The clinical diagnosis is confirmed with a simple test finding the microscopic amastigotes in Giemsa-stained smears obtained from the infected skin, lymph node, bone marrow, spleen, or spinal-fluid as well as by the growth of promastigotes in Novy-MacNeal-Nicolle medium in up to 40% of cases. Another diagnostic test is the demonstration of leishmanial DNA by PCR [3].
Histopathological findings are consistent with a tuberculoid granuloma with lymphocytes, histiocytes, plasma and epithelioid cells [2]. Dermoscopy may reduce the need for more invasive and expensive diagnostic tests for CL [1, 5].
In a study conducted in Iran by Taheri et al. [1], the most common dermoscopic finding of CL was generalized erythema, followed by a white starburst-like pattern (parakeratotic hyperkeratosis located around the lesions), central ulcers, yellowish hues and yellow teardrop-like structure, and hyperkeratosis. The most common vascular feature was dotted, followed by hairpin-like, linear irregular, comma-shaped and glomerular-like pattern of vessels with arborizing telangiectasia, and corkscrew vessels [1].
In Turkey, Ayhan et al. [5] found that the vascular structures observed on dermoscopy were most commonly polymorphic vessels, followed by hairpin-like and arborizing vessels.

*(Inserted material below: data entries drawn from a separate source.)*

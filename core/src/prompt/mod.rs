//! Free text to parameters
//!
//! Parsing is deterministic keyword matching, not language understanding.
//! Starting from the baseline (every axis 50, calm face), the parser runs
//! three passes over the lowercased prompt:
//!
//! 1. Per-axis keyword groups. The first matching group on an axis wins and
//!    either draws a value uniformly from its range or sets an exact value.
//! 2. Quality keywords raise color, length, width and layers to a floor
//!    with `max`, so they never lower a value the first pass set higher.
//! 3. Special phrases overwrite fields with fixed presets, in table order.
//!
//! All randomness comes from the caller's `Rng`, so a seeded generator makes
//! parsing fully reproducible.

pub mod keywords;

use rand::Rng;
use serde::Serialize;
use swirlsoul_shared::{ParameterAxis, ParameterSet};
use tracing::debug;

pub use keywords::{EXAMPLE_PROMPTS, KeywordGroup, SpecialCombo, Target};
use keywords::{AXIS_GROUPS, QUALITY_FLOOR, QUALITY_KEYWORDS, SPECIAL_COMBOS};

/// Which pass produced a match
#[derive(Debug, Clone, Copy, PartialEq, Eq, Serialize)]
#[serde(rename_all = "snake_case")]
pub enum MatchKind {
    Axis(ParameterAxis),
    QualityFloor,
    Special,
}

/// One rule that fired while parsing
#[derive(Debug, Clone, PartialEq, Serialize)]
pub struct KeywordMatch {
    pub kind: MatchKind,
    pub group: &'static str,
}

/// Parse result together with the rules that produced it
#[derive(Debug, Clone, PartialEq, Serialize)]
pub struct PromptAnalysis {
    pub params: ParameterSet,
    pub matches: Vec<KeywordMatch>,
}

/// Parse `prompt` and report every rule that fired
pub fn analyze_prompt<R: Rng>(prompt: &str, rng: &mut R) -> PromptAnalysis {
    let lowered = prompt.to_lowercase();
    let mut params = ParameterSet::baseline();
    let mut matches = Vec::new();

    for &(axis, groups) in AXIS_GROUPS {
        let Some(group) = groups.iter().find(|g| g.matches(&lowered)) else {
            continue;
        };
        let value = match group.target {
            Target::Range(lo, hi) => rng.random_range(lo..hi),
            Target::Exact(v) => v,
        };
        params.set(axis, value);
        matches.push(KeywordMatch {
            kind: MatchKind::Axis(axis),
            group: group.name,
        });
    }

    if QUALITY_KEYWORDS.iter().any(|k| lowered.contains(k)) {
        for &(axis, floor) in QUALITY_FLOOR {
            params.set(axis, params.get(axis).max(floor));
        }
        matches.push(KeywordMatch {
            kind: MatchKind::QualityFloor,
            group: "quality",
        });
    }

    for combo in SPECIAL_COMBOS.iter().filter(|c| c.matches(&lowered)) {
        for &(axis, value) in combo.assignments {
            params.set(axis, value);
        }
        matches.push(KeywordMatch {
            kind: MatchKind::Special,
            group: combo.name,
        });
    }

    debug!(matched = matches.len(), ?params, "parsed prompt");
    PromptAnalysis { params, matches }
}

/// Parse `prompt` into a parameter set; never fails
pub fn parse_prompt<R: Rng>(prompt: &str, rng: &mut R) -> ParameterSet {
    analyze_prompt(prompt, rng).params
}

/// The fixed list of example prompts
pub fn example_prompts() -> &'static [&'static str] {
    &EXAMPLE_PROMPTS
}

/// Pick one example prompt
pub fn random_prompt<R: Rng>(rng: &mut R) -> &'static str {
    EXAMPLE_PROMPTS[rng.random_range(0..EXAMPLE_PROMPTS.len())]
}

/// Parameters for the "randomize" affordance: a parsed example prompt
pub fn random_parameters<R: Rng>(rng: &mut R) -> ParameterSet {
    let prompt = random_prompt(rng);
    parse_prompt(prompt, rng)
}

#[cfg(test)]
mod tests {
    use super::*;
    use rand::SeedableRng;
    use rand_pcg::Pcg32;
    use swirlsoul_shared::Face;

    fn rng(seed: u64) -> Pcg32 {
        Pcg32::seed_from_u64(seed)
    }

    #[test]
    fn test_empty_prompt_is_baseline() {
        let params = parse_prompt("", &mut rng(0));
        assert_eq!(
            params,
            ParameterSet::new(50.0, 50.0, 50.0, 50.0, Face::Calm)
        );
    }

    #[test]
    fn test_unknown_words_are_baseline() {
        let analysis = analyze_prompt("a quiet afternoon", &mut rng(0));
        assert_eq!(analysis.params, ParameterSet::baseline());
        assert!(analysis.matches.is_empty());
    }

    #[test]
    fn test_gold_swirl_masterpiece() {
        for seed in 0..32 {
            let p = parse_prompt("金色旋转杰作，完美层次", &mut rng(seed));
            assert!(p.color >= 85.0 && p.color < 100.0);
            assert!(p.length >= 70.0);
            assert!(p.width >= 70.0);
            assert!(p.layers >= 75.0);
            assert_eq!(p.face, Face::Calm);
        }
    }

    #[test]
    fn test_golden_ratio_overrides_floor() {
        let p = parse_prompt("黄金比例完美体", &mut rng(3));
        assert_eq!(p.width, 62.0);
        assert_eq!(p.color, 90.0);
        assert_eq!(p.layers, 80.0);
        // Length only gets the quality floor
        assert_eq!(p.length, 70.0);
    }

    #[test]
    fn test_first_group_wins_per_axis() {
        for seed in 0..16 {
            let p = parse_prompt("gold and brown and black", &mut rng(seed));
            assert!(p.color >= 85.0, "seed {seed}: {}", p.color);
        }
    }

    #[test]
    fn test_case_insensitive() {
        let p = parse_prompt("A TALL, THIN figure", &mut rng(1));
        assert!(p.length >= 70.0);
        assert!(p.width < 40.0);
    }

    #[test]
    fn test_faces() {
        let cases = [
            ("so happy", Face::Happy),
            ("amazing!", Face::Excited),
            ("disappointed", Face::Sad),
            ("lazy sunday", Face::Sleepy),
            // happy is checked before sad
            ("happy and sad", Face::Happy),
        ];
        for (prompt, face) in cases {
            assert_eq!(parse_prompt(prompt, &mut rng(0)).face, face, "{prompt}");
        }
    }

    #[test]
    fn test_quality_floor_never_lowers() {
        let plain = parse_prompt("gold", &mut rng(11));
        let lifted = parse_prompt("gold perfect", &mut rng(11));
        assert_eq!(plain.color, lifted.color);
        assert_eq!(lifted.length, 70.0);
        assert_eq!(lifted.width, 70.0);
        assert_eq!(lifted.layers, 75.0);
    }

    #[test]
    fn test_supreme_preset() {
        let p = parse_prompt("至尊", &mut rng(0));
        assert_eq!(p, ParameterSet::new(95.0, 90.0, 90.0, 90.0, Face::Excited));
    }

    #[test]
    fn test_later_special_overwrites_earlier() {
        let p = parse_prompt("supreme shadow", &mut rng(0));
        assert_eq!(p.color, 10.0);
        assert_eq!(p.length, 85.0);
        assert_eq!(p.width, 90.0);
        assert_eq!(p.layers, 90.0);
        assert_eq!(p.face, Face::Excited);
    }

    #[test]
    fn test_analysis_reports_passes() {
        let analysis = analyze_prompt("黄金比例完美体", &mut rng(0));
        let kinds: Vec<MatchKind> = analysis.matches.iter().map(|m| m.kind).collect();
        assert_eq!(
            kinds,
            vec![
                MatchKind::Axis(ParameterAxis::Color),
                MatchKind::QualityFloor,
                MatchKind::Special,
            ]
        );
        assert_eq!(analysis.matches[0].group, "gold");
        assert_eq!(analysis.matches[2].group, "golden ratio");
    }

    #[test]
    fn test_seeded_parse_is_reproducible() {
        let a = parse_prompt("彩虹色开心创作，光滑纹理", &mut rng(42));
        let b = parse_prompt("彩虹色开心创作，光滑纹理", &mut rng(42));
        assert_eq!(a, b);
    }

    #[test]
    fn test_example_prompts_stay_in_range() {
        assert_eq!(example_prompts().len(), 12);
        let mut r = rng(5);
        for _ in 0..8 {
            for prompt in example_prompts() {
                let p = parse_prompt(prompt, &mut r);
                assert!(p.is_in_range(), "{prompt}: {p:?}");
            }
        }
    }

    #[test]
    fn test_random_parameters_come_from_examples() {
        let mut r = rng(9);
        for _ in 0..20 {
            let p = random_parameters(&mut r);
            assert!(p.is_in_range());
        }
    }
}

The most common nonvascular structure was erythema, followed by crusting, erosion/ulceration, and teardrop-like structures. They concluded that teardrop-like structures may be specific to leishmaniasis localized on the face and neck [5].
In our case, we observed similar clinical and dermoscopic features on the scalp, where the characteristic lesions had a yellowish crust surrounded by polymorphous vessels; we did not observe the typical teardrop-like structures and white star pattern.
Our findings probably differ from those described in the literature because our study included only patients with leishmaniasis on the face, neck, and extremities, and none with lesions on the scalp.
The clinical differential diagnosis of this scalp localization of CL is kerion celsi. Clinical features of kerion celsi range from mild scaling with little hair loss to large inflammatory and pustular plaques with extensive alopecia. In our case, we found nodules with central ulceration and yellowish crusting, with raised and well-defined borders, without alopecia [7]. In addition, the most common dermoscopic findings of kerion celsi are perifollicular scaling and broken hairs. These differ from the dermoscopic findings of CL [8].
Treatment of CL includes topical agents (cryotherapy, sublesional application of the 5-valent antimonial preparation meglumine antimoniate [Glucantim, amp. 5 mL], ointments containing 15% paromomycin and 10% urea, a local thermal therapy at temperatures of 40–42°C, and systemic agents [pentavalent antimonial drugs and antibiotics such as sodium stibogluconate and meglumine antimoniate, pentamidine, paromomycin, miltefosine]) [1, 6, 9]. In cases caused by L. mexicana, there is a good response with itraconazole 200–400 mg per day for 1–2 months [10].
We treated our patient with intralesional meglumine antimoniate on 3 occasions and oral itraconazole 200 mg for 2 months with an excellent response, since the lesions were completely healed.
This is the second case described in the literature of CL of the scalp and the first one describing trichoscopic findings.
Statement of Ethics
This study did not require approval by the institute's committee on human research. The patient gave consent for the use of anonymized photographs for research purposes.
Disclosure Statement
The authors have no conflicts of interest to disclose.